§ **Task requirements**
Provide only the number of lines in the records below that include "GuestClient".

___

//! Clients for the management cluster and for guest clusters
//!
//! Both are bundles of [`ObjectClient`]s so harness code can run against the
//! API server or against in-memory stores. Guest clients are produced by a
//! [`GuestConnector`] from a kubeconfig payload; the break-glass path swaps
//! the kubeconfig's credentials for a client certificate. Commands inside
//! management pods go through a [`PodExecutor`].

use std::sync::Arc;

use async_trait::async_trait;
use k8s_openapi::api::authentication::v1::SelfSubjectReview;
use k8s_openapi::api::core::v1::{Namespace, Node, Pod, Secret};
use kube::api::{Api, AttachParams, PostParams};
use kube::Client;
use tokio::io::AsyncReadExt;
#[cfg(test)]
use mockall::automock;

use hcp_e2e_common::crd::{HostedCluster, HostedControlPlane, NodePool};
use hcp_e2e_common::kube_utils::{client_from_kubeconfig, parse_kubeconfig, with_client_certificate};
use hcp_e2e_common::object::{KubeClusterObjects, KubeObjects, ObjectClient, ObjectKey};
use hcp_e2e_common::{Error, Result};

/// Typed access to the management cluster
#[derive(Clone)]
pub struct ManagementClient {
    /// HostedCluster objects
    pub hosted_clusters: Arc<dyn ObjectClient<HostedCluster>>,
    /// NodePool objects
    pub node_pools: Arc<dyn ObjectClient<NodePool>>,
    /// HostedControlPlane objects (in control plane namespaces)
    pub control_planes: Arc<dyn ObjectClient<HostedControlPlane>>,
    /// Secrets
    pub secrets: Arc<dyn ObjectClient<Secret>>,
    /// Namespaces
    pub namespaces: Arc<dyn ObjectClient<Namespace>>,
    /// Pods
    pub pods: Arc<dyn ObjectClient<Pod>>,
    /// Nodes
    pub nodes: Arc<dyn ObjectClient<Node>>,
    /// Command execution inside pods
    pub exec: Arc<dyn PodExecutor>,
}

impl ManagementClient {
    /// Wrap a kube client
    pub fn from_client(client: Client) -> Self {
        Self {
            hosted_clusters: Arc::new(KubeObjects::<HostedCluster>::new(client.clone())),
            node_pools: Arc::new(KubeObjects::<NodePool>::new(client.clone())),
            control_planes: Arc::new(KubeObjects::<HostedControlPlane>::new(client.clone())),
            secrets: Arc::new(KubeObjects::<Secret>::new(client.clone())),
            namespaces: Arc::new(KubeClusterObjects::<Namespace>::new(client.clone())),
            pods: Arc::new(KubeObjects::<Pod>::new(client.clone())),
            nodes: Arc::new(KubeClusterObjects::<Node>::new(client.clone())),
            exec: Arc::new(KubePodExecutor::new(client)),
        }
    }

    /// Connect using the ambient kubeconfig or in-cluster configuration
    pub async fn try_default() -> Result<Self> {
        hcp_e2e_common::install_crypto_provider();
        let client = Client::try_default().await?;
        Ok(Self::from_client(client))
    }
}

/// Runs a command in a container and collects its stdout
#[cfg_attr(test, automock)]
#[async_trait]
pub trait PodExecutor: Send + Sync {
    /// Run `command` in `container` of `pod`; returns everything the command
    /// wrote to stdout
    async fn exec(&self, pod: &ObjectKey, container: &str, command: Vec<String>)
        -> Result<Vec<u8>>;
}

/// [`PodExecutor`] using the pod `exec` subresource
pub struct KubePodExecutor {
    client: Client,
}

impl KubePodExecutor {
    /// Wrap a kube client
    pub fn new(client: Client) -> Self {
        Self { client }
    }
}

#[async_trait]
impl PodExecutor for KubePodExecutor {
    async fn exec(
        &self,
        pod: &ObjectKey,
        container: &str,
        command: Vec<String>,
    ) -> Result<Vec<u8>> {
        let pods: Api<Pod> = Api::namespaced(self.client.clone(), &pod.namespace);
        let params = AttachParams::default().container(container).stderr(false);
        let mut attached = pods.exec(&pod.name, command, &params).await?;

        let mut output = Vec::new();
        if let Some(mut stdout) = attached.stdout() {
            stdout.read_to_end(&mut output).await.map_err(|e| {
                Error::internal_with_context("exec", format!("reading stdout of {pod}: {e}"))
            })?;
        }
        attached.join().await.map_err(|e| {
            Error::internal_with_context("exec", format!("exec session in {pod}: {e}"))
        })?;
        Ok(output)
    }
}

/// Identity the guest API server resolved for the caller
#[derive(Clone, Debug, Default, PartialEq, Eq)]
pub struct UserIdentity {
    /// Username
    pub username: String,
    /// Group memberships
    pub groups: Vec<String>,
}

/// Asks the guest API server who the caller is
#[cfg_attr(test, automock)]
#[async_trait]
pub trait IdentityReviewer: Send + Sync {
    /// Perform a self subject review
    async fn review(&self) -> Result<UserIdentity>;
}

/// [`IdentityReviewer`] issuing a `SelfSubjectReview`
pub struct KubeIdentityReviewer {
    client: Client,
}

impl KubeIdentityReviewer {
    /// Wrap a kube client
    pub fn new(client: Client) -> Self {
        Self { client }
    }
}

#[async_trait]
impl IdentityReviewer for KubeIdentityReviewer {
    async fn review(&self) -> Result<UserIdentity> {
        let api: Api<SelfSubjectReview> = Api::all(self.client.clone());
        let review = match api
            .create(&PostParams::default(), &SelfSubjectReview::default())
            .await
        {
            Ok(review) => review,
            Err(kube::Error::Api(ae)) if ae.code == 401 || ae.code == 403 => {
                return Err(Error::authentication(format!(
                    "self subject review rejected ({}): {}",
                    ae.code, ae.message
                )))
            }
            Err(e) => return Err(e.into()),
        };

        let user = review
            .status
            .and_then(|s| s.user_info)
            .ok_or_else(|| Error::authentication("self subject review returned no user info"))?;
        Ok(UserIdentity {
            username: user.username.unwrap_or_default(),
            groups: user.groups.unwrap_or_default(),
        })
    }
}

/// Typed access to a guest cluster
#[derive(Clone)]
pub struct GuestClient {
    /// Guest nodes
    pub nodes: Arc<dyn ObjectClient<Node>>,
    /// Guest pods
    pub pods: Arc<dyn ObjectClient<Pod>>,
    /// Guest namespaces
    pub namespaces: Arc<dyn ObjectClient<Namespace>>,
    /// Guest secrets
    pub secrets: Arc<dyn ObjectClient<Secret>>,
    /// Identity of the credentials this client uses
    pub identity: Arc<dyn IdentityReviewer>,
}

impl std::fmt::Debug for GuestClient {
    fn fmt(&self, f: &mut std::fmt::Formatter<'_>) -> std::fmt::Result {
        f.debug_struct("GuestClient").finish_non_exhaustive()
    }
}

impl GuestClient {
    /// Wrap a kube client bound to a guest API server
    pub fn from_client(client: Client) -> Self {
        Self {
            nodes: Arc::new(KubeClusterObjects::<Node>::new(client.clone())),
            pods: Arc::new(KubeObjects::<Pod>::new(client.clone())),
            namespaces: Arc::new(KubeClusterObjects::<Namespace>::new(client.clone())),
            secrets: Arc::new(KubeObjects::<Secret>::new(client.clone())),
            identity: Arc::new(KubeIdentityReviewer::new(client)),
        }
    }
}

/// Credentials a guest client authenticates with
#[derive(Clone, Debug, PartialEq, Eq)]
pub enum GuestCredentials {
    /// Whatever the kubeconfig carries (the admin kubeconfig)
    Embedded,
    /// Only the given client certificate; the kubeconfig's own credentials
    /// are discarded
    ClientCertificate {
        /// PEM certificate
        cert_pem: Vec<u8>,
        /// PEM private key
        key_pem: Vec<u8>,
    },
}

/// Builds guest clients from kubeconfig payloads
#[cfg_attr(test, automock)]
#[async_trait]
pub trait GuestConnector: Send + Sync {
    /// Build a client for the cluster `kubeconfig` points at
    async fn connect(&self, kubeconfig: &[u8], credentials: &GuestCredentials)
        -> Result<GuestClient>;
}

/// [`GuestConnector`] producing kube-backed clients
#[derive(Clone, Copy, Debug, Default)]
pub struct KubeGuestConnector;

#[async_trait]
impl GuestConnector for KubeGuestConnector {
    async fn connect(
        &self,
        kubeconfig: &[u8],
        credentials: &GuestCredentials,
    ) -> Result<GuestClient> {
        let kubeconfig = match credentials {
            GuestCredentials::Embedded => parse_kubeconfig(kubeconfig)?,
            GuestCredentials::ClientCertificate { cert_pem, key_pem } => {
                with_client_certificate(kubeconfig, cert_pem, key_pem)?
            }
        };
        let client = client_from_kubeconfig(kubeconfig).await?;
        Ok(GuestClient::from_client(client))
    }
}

___

§ **Finished task**
7